All lines with the word "hoarding" must be pulled from the entries below.

* **EXERCISE DATA**
== Segment start ==

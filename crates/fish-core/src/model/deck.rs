use crate::model::hand::HandVector;
use crate::model::rank::Rank;
use crate::model::rules::Rules;
use rand::SeedableRng;
use rand::rngs::StdRng;
use rand::seq::SliceRandom;

/// Remaining draw pile. Cards are drawn from the end of the vector.
#[derive(Debug, Clone, PartialEq, Eq)]
pub struct Deck {
    cards: Vec<Rank>,
}

impl Deck {
    /// Every rank `suit_size` times, in rank order.
    pub fn standard(rules: &Rules) -> Self {
        let mut cards = Vec::with_capacity(rules.total_cards());
        for rank in Rank::all(rules.ranks) {
            for _ in 0..rules.suit_size {
                cards.push(rank);
            }
        }
        Self { cards }
    }

    /// A deck in exactly the given order; the last element is drawn first.
    pub fn from_cards(cards: Vec<Rank>) -> Self {
        Self { cards }
    }

    pub fn shuffled<R: rand::Rng + ?Sized>(rules: &Rules, rng: &mut R) -> Self {
        let mut deck = Self::standard(rules);
        deck.shuffle_in_place(rng);
        deck
    }

    pub fn shuffled_with_seed(rules: &Rules, seed: u64) -> Self {
        let mut rng = StdRng::seed_from_u64(seed);
        Self::shuffled(rules, &mut rng)
    }

    pub fn shuffle_in_place<R: rand::Rng + ?Sized>(&mut self, rng: &mut R) {
        self.cards.shuffle(rng);
    }

    pub fn peek(&self) -> Option<Rank> {
        self.cards.last().copied()
    }

    pub fn draw(&mut self) -> Option<Rank> {
        self.cards.pop()
    }

    pub fn len(&self) -> usize {
        self.cards.len()
    }

    pub fn is_empty(&self) -> bool {
        self.cards.is_empty()
    }

    pub fn cards(&self) -> &[Rank] {
        &self.cards
    }

    /// Per-rank counts of the cards still in the pile.
    pub fn composition(&self, ranks: u8) -> HandVector {
        let mut counts = HandVector::zeroed(ranks);
        for &rank in &self.cards {
            counts.increment(rank);
        }
        counts
    }
}

#[cfg(test)]
mod tests {
    use super::Deck;
    use crate::model::rank::Rank;
    use crate::model::rules::Rules;

    #[test]
    fn standard_deck_holds_every_copy() {
        let rules = Rules::standard();
        let deck = Deck::standard(&rules);
        assert_eq!(deck.len(), 52);
        let composition = deck.composition(rules.ranks);
        assert!(composition.counts().iter().all(|&count| count == 4));
    }

    #[test]
    fn shuffle_with_seed_is_deterministic() {
        let rules = Rules::standard();
        let deck_a = Deck::shuffled_with_seed(&rules, 42);
        let deck_b = Deck::shuffled_with_seed(&rules, 42);
        assert_eq!(deck_a.cards(), deck_b.cards());
    }

    #[test]
    fn shuffle_with_different_seeds_differs() {
        let rules = Rules::standard();
        let deck_a = Deck::shuffled_with_seed(&rules, 1);
        let deck_b = Deck::shuffled_with_seed(&rules, 2);
        assert_ne!(deck_a.cards(), deck_b.cards());
    }

    #[test]
    fn draw_takes_from_the_top() {
        let mut deck = Deck::from_cards(vec![Rank::new(0), Rank::new(1)]);
        assert_eq!(deck.peek(), Some(Rank::new(1)));
        assert_eq!(deck.draw(), Some(Rank::new(1)));
        assert_eq!(deck.draw(), Some(Rank::new(0)));
        assert_eq!(deck.draw(), None);
        assert!(deck.is_empty());
    }
}
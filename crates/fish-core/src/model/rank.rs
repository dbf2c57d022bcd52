use core::fmt;
use serde::{Deserialize, Serialize};

/// Card rank, an index in `[0, ranks)` for the rules in play.
#[derive(
    Debug, Clone, Copy, PartialEq, Eq, Hash, Ord, PartialOrd, Serialize, Deserialize,
)]
#[serde(transparent)]
pub struct Rank(u8);

impl Rank {
    pub const fn new(value: u8) -> Self {
        Self(value)
    }

    pub const fn value(self) -> u8 {
        self.0
    }

    pub const fn index(self) -> usize {
        self.0 as usize
    }

    /// Iterates every rank below `ranks` in ascending order.
    pub fn all(ranks: u8) -> impl Iterator<Item = Rank> {
        (0..ranks).map(Rank)
    }
}

impl From<u8> for Rank {
    fn from(value: u8) -> Self {
        Self(value)
    }
}

impl fmt::Display for Rank {
    fn fmt(&self, f: &mut fmt::Formatter<'_>) -> fmt::Result {
        write!(f, "{}", self.0)
    }
}

#[cfg(test)]
mod tests {
    use super::Rank;

    #[test]
    fn all_enumerates_in_order() {
        let ranks: Vec<_> = Rank::all(3).map(Rank::value).collect();
        assert_eq!(ranks, vec![0, 1, 2]);
    }

    #[test]
    fn display_is_numeric() {
        assert_eq!(Rank::new(11).to_string(), "11");
    }
}
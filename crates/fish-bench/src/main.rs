use std::path::PathBuf;

use clap::Parser;

use fish_bench::config::{BenchmarkConfig, ResolvedOutputs};
use fish_bench::logging::init_logging;
use fish_bench::tournament::TournamentRunner;

/// Tournament harness pitting two Go Fish strategies against each other.
#[derive(Debug, Parser)]
#[command(
    name = "fish-bench",
    author,
    version,
    about = "Deterministic two-player Go Fish tournament harness"
)]
struct Cli {
    /// Path to the YAML configuration file.
    #[arg(short, long, value_name = "FILE", default_value = "bench/bench.yaml")]
    config: PathBuf,

    /// Override the run identifier (substitutes {run_id} templates).
    #[arg(long, value_name = "RUN_ID")]
    run_id: Option<String>,

    /// Override the number of games to play.
    #[arg(long, value_name = "GAMES")]
    games: Option<usize>,

    /// Override the RNG seed for deck shuffles.
    #[arg(long, value_name = "SEED")]
    seed: Option<u64>,

    /// Exit after validating the configuration (no tournament is run).
    #[arg(long)]
    validate_only: bool,

    /// Log every belief update regardless of config.
    #[arg(long)]
    log_belief_events: bool,
}

fn main() -> anyhow::Result<()> {
    let cli = Cli::parse();
    let mut config = BenchmarkConfig::from_path(&cli.config)?;

    if let Some(run_id) = cli.run_id {
        config.run_id = run_id;
    }

    if let Some(games) = cli.games {
        config.games.count = games;
    }

    if let Some(seed) = cli.seed {
        config.games.seed = Some(seed);
    }

    if cli.log_belief_events {
        config.logging.belief_events = true;
    }

    config.validate()?;

    let outputs: ResolvedOutputs = config.resolved_outputs();
    let run_id = config.run_id.clone();
    let games = config.games.count;
    let rules = config.rules;

    println!(
        "Loaded configuration '{run_id}': {} vs {} over {games} game{} ({} ranks x {}, hands of {})",
        config.agents[0].name,
        config.agents[1].name,
        if games == 1 { "" } else { "s" },
        rules.ranks,
        rules.suit_size,
        rules.hand_size,
    );

    let _logging_guard = init_logging(&config.logging, &outputs, &run_id)?;
    let runner = TournamentRunner::new(config, outputs)?;

    if cli.validate_only {
        println!("Validation-only mode: tournament execution skipped.");
        return Ok(());
    }

    let summary = runner.run()?;
    println!(
        "Tournament complete for '{run_id}': {} games -> {} rows at {}",
        summary.games_played,
        summary.rows_written,
        summary.jsonl_path.display()
    );
    println!("Summary table: {}", summary.summary_path.display());
    for agent in &summary.summary.agents {
        println!(
            "  {:<24} {:>5} wins ({:.1}%), avg books {:.2}",
            agent.name,
            agent.wins,
            agent.win_rate * 100.0,
            agent.avg_books
        );
    }
    println!(
        "  ties: {}, peak belief worlds: {}",
        summary.summary.ties, summary.summary.max_peak_worlds
    );
    if let Some(telemetry_path) = summary.telemetry_path.as_ref() {
        println!("Telemetry log: {}", telemetry_path.display());
    }

    Ok(())
}
pub mod policy;
pub mod runner;
pub mod telemetry;

pub use policy::{Heuristic, HeuristicStrategy, RandomStrategy, Strategy};
pub use runner::{GameOutcome, RunnerError, TurnAction, play_game, play_turn};
pub use telemetry::TracingObserver;
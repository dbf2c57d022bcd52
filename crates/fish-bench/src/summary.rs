use std::collections::HashMap;
use std::fs;
use std::path::Path;

use thiserror::Error;

use crate::config::{AgentKind, BenchmarkConfig};
use crate::tournament::GameRecord;

#[derive(Debug, Error)]
pub enum SummaryError {
    #[error("agent '{0}' defined in results but missing from configuration")]
    UnknownAgent(String),
    #[error("{context}: {source}")]
    Io {
        context: &'static str,
        #[source]
        source: std::io::Error,
    },
}

/// Accumulates per-agent results while a tournament runs.
pub struct SummaryCollector {
    run_id: String,
    agents: HashMap<String, AgentAccumulator>,
    agent_order: Vec<String>,
    games: usize,
    ties: usize,
    turns: usize,
    peak_worlds: usize,
    peak_worlds_total: usize,
}

impl SummaryCollector {
    pub fn new(config: &BenchmarkConfig) -> Self {
        let mut agents = HashMap::new();
        let mut order = Vec::new();
        for agent in &config.agents {
            agents.insert(agent.name.clone(), AgentAccumulator::new(agent.kind));
            order.push(agent.name.clone());
        }

        Self {
            run_id: config.run_id.clone(),
            agents,
            agent_order: order,
            games: 0,
            ties: 0,
            turns: 0,
            peak_worlds: 0,
            peak_worlds_total: 0,
        }
    }

    pub fn record_game(&mut self, record: &GameRecord) -> Result<(), SummaryError> {
        self.games += 1;
        self.turns += record.outcome.turns;
        self.peak_worlds = self.peak_worlds.max(record.outcome.peak_worlds);
        self.peak_worlds_total += record.outcome.peak_worlds;
        let tied = record.is_tie();
        if tied {
            self.ties += 1;
        }

        for (seat, name) in record.seating.iter().enumerate() {
            let acc = self
                .agents
                .get_mut(name)
                .ok_or_else(|| SummaryError::UnknownAgent(name.clone()))?;
            acc.games += 1;
            acc.books += record.outcome.books[seat];
            if seat == 0 {
                acc.games_first += 1;
            }
            if !tied && record.winner_agent() == name {
                acc.wins += 1;
                if seat == 0 {
                    acc.wins_first += 1;
                }
            }
        }
        Ok(())
    }

    pub fn finalize(self) -> TournamentSummary {
        let mut agents = Vec::with_capacity(self.agent_order.len());
        for name in &self.agent_order {
            if let Some(acc) = self.agents.get(name) {
                agents.push(AgentSummary {
                    name: name.clone(),
                    kind: acc.kind,
                    games: acc.games,
                    wins: acc.wins,
                    win_rate: ratio(acc.wins, acc.games),
                    first_win_rate: ratio(acc.wins_first, acc.games_first),
                    avg_books: ratio(acc.books, acc.games),
                });
            }
        }

        TournamentSummary {
            run_id: self.run_id,
            games: self.games,
            ties: self.ties,
            avg_turns: ratio(self.turns, self.games),
            avg_peak_worlds: ratio(self.peak_worlds_total, self.games),
            max_peak_worlds: self.peak_worlds,
            agents,
        }
    }
}

struct AgentAccumulator {
    kind: AgentKind,
    games: usize,
    games_first: usize,
    wins: usize,
    wins_first: usize,
    books: usize,
}

impl AgentAccumulator {
    fn new(kind: AgentKind) -> Self {
        Self {
            kind,
            games: 0,
            games_first: 0,
            wins: 0,
            wins_first: 0,
            books: 0,
        }
    }
}

fn ratio(numerator: usize, denominator: usize) -> f64 {
    if denominator == 0 {
        0.0
    } else {
        numerator as f64 / denominator as f64
    }
}

#[derive(Debug, Clone)]
pub struct AgentSummary {
    pub name: String,
    pub kind: AgentKind,
    pub games: usize,
    pub wins: usize,
    pub win_rate: f64,
    /// Win rate over the games this agent opened.
    pub first_win_rate: f64,
    pub avg_books: f64,
}

#[derive(Debug, Clone)]
pub struct TournamentSummary {
    pub run_id: String,
    pub games: usize,
    pub ties: usize,
    pub avg_turns: f64,
    pub avg_peak_worlds: f64,
    pub max_peak_worlds: usize,
    pub agents: Vec<AgentSummary>,
}

impl TournamentSummary {
    pub fn to_markdown(&self) -> String {
        let mut rows = String::new();
        rows.push_str(&format!("# Tournament Summary: {}\n\n", self.run_id));
        rows.push_str(&format!(
            "Games: {} | Ties: {} | Avg turns: {:.1} | Peak belief worlds: avg {:.1}, max {}\n\n",
            self.games, self.ties, self.avg_turns, self.avg_peak_worlds, self.max_peak_worlds
        ));
        rows.push_str("| Agent | Kind | Games | Wins | Win % | Win % opening | Avg books |\n");
        rows.push_str("|-------|------|-------|------|-------|---------------|-----------|\n");

        for agent in &self.agents {
            rows.push_str(&format!(
                "| {name} | {kind} | {games} | {wins} | {win:.1}% | {first:.1}% | {books:.2} |\n",
                name = agent.name,
                kind = agent.kind.label(),
                games = agent.games,
                wins = agent.wins,
                win = agent.win_rate * 100.0,
                first = agent.first_win_rate * 100.0,
                books = agent.avg_books,
            ));
        }
        rows
    }

    pub fn write_markdown(&self, path: impl AsRef<Path>) -> Result<(), SummaryError> {
        fs::write(path, self.to_markdown()).map_err(|source| SummaryError::Io {
            context: "writing summary markdown",
            source,
        })
    }
}

#[cfg(test)]
mod tests {
    use super::*;
    use fish_bot::GameOutcome;
    use fish_core::model::PlayerId;

    fn config() -> BenchmarkConfig {
        let yaml = r#"
run_id: "summary_unit"
games:
  count: 2
agents:
  - name: "a"
    kind: "hoarding"
  - name: "b"
    kind: "random"
outputs:
  jsonl: "out/games.jsonl"
  summary_md: "out/summary.md"
"#;
        let mut cfg: BenchmarkConfig = serde_yaml::from_str(yaml).expect("parse");
        cfg.validate().expect("validate");
        cfg
    }

    fn record(seating: [&str; 2], totals: [usize; 2], winner: PlayerId) -> GameRecord {
        GameRecord {
            game_index: 0,
            deal_seed: 0,
            seating: seating.map(str::to_string),
            outcome: GameOutcome {
                winner,
                totals,
                books: [totals[0] / 4, totals[1] / 4],
                turns: 10,
                confirms: 4,
                denies: 5,
                forced_draws: 1,
                peak_worlds: 30,
            },
            belief_events: 0,
            contractions: 0,
            elapsed_ms: 0.0,
        }
    }

    #[test]
    fn wins_are_attributed_by_seat() {
        let mut collector = SummaryCollector::new(&config());
        collector
            .record_game(&record(["a", "b"], [32, 20], PlayerId::First))
            .unwrap();
        collector
            .record_game(&record(["b", "a"], [20, 32], PlayerId::Second))
            .unwrap();
        let summary = collector.finalize();

        assert_eq!(summary.games, 2);
        assert_eq!(summary.ties, 0);
        assert_eq!(summary.max_peak_worlds, 30);
        let a = &summary.agents[0];
        assert_eq!((a.name.as_str(), a.wins, a.games), ("a", 2, 2));
        assert!((a.first_win_rate - 1.0).abs() < 1e-12);
        assert!((a.avg_books - 8.0).abs() < 1e-12);
        assert_eq!(summary.agents[1].wins, 0);

        let markdown = summary.to_markdown();
        assert!(markdown.contains("| a | hoarding | 2 | 2 | 100.0% |"));
    }

    #[test]
    fn ties_credit_nobody() {
        let mut collector = SummaryCollector::new(&config());
        collector
            .record_game(&record(["a", "b"], [24, 24], PlayerId::First))
            .unwrap();
        let summary = collector.finalize();
        assert_eq!(summary.ties, 1);
        assert!(summary.agents.iter().all(|agent| agent.wins == 0));
    }

    #[test]
    fn unknown_agents_are_rejected() {
        let mut collector = SummaryCollector::new(&config());
        let err = collector
            .record_game(&record(["a", "ghost"], [30, 22], PlayerId::First))
            .unwrap_err();
        assert!(matches!(err, SummaryError::UnknownAgent(name) if name == "ghost"));
    }
}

== Segment end ==

* **WRITTEN ANSWER**
    kind: "hoarding"
        assert!(markdown.contains("| a | hoarding | 2 | 2 | 100.0% |"));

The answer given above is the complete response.